* **Aim of the exercise**
Copy each line below that contains "PartialEq".

* **Excerpted records**
......
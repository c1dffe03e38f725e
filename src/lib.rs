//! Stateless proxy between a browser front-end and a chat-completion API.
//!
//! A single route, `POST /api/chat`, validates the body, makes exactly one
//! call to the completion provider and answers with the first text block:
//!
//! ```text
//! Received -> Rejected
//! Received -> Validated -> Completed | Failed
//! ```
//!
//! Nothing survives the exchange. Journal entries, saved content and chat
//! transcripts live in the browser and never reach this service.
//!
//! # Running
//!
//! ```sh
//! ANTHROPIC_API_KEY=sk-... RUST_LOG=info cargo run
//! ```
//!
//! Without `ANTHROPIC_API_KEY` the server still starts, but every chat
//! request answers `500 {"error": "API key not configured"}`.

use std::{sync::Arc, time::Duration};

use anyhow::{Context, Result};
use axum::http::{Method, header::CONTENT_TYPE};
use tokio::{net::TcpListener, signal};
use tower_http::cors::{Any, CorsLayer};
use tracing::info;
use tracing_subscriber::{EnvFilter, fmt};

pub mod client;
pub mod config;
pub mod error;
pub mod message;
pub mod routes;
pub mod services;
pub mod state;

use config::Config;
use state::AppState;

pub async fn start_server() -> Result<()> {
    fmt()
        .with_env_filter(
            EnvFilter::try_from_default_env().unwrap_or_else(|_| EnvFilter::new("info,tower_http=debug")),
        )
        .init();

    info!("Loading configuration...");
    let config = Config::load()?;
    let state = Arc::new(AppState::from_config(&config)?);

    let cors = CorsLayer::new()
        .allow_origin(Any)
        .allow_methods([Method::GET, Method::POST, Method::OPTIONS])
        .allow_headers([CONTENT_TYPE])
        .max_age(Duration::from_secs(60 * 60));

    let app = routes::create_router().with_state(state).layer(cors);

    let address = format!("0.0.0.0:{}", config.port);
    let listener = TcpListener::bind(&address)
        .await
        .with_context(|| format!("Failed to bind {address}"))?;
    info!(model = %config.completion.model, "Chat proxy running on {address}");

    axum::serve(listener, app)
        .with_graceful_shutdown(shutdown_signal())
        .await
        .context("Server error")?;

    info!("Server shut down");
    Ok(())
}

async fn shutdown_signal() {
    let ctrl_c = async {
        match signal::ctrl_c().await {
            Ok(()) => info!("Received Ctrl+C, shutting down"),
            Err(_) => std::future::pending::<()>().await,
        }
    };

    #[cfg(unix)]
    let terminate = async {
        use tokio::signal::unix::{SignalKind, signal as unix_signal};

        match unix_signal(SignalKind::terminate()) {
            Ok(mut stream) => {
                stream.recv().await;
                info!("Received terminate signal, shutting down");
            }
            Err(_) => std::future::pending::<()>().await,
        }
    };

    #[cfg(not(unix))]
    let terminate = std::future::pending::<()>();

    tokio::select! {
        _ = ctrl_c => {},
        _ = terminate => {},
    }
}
......
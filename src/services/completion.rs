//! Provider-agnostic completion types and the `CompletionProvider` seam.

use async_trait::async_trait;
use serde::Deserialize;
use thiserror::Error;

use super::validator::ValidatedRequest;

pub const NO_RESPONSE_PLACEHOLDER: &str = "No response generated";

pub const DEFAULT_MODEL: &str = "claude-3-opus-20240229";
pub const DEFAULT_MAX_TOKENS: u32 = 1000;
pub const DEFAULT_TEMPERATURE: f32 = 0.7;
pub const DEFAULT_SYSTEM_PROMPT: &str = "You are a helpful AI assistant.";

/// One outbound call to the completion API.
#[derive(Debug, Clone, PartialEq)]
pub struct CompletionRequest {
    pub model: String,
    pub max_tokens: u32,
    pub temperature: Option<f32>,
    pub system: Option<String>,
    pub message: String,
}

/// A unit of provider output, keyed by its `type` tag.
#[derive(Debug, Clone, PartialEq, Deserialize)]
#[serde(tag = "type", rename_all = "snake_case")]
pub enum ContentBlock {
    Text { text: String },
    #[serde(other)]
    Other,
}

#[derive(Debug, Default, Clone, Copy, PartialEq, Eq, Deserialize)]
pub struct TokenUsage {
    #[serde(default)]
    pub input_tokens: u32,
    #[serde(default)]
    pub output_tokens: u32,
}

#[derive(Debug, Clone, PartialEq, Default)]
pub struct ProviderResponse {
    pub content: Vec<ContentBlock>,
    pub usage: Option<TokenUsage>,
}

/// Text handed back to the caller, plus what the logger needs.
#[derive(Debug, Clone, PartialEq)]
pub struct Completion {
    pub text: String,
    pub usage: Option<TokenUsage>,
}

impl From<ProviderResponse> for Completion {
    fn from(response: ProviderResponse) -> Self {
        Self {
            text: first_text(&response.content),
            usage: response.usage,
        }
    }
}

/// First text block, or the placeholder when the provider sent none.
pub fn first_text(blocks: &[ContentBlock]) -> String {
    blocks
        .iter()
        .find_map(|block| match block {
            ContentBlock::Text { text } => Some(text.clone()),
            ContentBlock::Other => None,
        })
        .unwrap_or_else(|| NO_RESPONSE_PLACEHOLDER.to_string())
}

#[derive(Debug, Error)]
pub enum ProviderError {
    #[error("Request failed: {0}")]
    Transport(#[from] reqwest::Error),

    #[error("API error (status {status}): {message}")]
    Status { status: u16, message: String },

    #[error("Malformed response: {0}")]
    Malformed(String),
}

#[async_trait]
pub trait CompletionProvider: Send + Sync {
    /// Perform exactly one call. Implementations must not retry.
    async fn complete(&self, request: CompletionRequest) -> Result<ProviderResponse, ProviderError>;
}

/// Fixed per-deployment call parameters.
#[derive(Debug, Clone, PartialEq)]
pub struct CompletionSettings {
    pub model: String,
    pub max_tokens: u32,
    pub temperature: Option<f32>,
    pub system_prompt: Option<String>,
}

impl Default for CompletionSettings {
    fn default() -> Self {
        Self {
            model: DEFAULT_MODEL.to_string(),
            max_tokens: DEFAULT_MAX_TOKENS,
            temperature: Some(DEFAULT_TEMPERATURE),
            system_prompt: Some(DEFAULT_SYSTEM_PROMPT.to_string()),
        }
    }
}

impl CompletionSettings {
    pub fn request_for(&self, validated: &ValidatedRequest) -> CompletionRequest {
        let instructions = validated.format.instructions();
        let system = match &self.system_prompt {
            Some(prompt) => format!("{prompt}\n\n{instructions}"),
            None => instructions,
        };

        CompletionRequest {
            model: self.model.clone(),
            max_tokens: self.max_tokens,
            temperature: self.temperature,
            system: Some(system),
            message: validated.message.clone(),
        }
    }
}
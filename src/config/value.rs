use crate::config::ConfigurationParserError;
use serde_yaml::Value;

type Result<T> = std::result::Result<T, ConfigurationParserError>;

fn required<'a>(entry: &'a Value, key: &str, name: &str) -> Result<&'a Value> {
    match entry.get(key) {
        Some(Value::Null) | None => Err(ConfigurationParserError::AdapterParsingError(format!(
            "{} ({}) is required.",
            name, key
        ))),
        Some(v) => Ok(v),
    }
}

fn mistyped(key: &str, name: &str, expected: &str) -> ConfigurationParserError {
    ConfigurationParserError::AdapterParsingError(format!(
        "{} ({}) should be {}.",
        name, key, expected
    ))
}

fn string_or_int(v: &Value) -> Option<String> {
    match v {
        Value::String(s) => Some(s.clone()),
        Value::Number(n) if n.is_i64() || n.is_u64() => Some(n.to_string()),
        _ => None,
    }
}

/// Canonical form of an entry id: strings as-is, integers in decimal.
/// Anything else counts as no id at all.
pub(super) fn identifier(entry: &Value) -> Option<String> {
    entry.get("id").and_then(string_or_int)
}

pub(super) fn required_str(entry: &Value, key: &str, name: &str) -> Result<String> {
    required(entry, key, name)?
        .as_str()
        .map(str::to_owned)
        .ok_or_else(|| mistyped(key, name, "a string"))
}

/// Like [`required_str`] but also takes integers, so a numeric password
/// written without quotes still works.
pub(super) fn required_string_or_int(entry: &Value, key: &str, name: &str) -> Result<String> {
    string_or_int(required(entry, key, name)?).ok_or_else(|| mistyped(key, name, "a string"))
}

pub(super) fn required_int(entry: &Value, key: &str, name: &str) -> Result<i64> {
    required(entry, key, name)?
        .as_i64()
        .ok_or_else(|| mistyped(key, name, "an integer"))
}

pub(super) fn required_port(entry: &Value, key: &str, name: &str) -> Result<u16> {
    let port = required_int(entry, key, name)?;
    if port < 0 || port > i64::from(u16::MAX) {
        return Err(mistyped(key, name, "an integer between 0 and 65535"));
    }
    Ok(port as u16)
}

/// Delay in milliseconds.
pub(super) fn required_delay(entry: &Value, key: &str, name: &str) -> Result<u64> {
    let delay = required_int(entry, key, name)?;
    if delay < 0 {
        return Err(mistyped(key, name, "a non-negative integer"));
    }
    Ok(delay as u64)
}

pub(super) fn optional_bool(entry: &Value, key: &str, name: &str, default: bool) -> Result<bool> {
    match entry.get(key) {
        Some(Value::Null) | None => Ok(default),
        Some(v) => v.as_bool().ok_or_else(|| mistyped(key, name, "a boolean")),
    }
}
......
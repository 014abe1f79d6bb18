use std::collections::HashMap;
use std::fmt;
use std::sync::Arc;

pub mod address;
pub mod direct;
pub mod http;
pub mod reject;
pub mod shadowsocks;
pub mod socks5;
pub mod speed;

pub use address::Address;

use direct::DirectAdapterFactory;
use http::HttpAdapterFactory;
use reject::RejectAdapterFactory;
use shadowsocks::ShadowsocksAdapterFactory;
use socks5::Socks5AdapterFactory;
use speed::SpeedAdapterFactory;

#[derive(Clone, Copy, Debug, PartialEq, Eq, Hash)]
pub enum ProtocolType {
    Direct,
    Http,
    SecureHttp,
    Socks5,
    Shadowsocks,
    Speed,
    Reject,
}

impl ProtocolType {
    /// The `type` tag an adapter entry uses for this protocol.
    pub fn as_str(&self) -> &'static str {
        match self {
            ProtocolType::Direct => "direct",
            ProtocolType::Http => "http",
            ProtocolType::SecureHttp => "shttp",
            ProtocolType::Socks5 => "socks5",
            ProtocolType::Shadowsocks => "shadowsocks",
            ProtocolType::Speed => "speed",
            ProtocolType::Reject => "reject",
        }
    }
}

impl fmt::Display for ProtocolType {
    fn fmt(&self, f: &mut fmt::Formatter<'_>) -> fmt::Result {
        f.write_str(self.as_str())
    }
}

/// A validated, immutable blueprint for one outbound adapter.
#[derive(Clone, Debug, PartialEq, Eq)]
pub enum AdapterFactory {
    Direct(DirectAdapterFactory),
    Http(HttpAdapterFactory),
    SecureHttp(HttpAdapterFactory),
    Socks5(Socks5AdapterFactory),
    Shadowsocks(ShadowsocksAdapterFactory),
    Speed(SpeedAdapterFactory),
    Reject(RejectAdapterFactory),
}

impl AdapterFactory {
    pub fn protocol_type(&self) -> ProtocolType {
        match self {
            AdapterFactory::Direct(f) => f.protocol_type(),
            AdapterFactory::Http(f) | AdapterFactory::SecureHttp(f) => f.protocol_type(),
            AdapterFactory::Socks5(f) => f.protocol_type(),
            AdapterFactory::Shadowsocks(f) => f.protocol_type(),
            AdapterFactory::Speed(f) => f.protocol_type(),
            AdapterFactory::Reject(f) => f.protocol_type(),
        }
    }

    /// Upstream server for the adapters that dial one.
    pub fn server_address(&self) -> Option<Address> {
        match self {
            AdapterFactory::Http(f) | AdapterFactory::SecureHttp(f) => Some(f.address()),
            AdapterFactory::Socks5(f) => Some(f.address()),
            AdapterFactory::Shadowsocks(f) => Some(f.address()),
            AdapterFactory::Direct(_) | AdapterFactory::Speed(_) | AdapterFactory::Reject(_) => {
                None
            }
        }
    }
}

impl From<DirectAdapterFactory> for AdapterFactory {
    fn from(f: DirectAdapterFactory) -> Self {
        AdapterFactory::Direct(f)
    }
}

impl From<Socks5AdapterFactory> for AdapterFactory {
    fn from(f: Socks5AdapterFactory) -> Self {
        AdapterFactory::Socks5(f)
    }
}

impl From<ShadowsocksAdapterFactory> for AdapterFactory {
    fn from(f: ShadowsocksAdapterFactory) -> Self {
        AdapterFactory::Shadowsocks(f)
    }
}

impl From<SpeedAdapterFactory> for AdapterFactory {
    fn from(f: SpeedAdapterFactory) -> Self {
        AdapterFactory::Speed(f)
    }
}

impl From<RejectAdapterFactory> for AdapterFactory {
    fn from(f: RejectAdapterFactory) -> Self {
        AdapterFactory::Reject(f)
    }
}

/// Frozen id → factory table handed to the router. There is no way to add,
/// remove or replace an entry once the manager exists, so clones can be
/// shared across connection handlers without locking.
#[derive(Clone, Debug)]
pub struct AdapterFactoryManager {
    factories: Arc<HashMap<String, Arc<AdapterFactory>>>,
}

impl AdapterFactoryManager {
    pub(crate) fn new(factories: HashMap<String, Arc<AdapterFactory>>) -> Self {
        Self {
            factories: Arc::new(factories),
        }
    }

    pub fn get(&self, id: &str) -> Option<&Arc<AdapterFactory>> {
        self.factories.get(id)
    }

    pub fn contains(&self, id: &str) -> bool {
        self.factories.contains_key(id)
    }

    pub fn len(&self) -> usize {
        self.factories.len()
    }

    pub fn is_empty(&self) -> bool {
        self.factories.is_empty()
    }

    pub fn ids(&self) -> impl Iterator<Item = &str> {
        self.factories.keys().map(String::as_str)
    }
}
......
* **Result below**
#[derive(Debug, Clone, PartialEq)]
#[derive(Debug, Clone, PartialEq, Deserialize)]
#[derive(Debug, Default, Clone, Copy, PartialEq, Eq, Deserialize)]
#[derive(Debug, Clone, PartialEq, Default)]
#[derive(Debug, Clone, PartialEq)]
#[derive(Debug, Clone, PartialEq)]
#[derive(Clone, Copy, Debug, PartialEq, Eq, Hash)]
#[derive(Clone, Debug, PartialEq, Eq)]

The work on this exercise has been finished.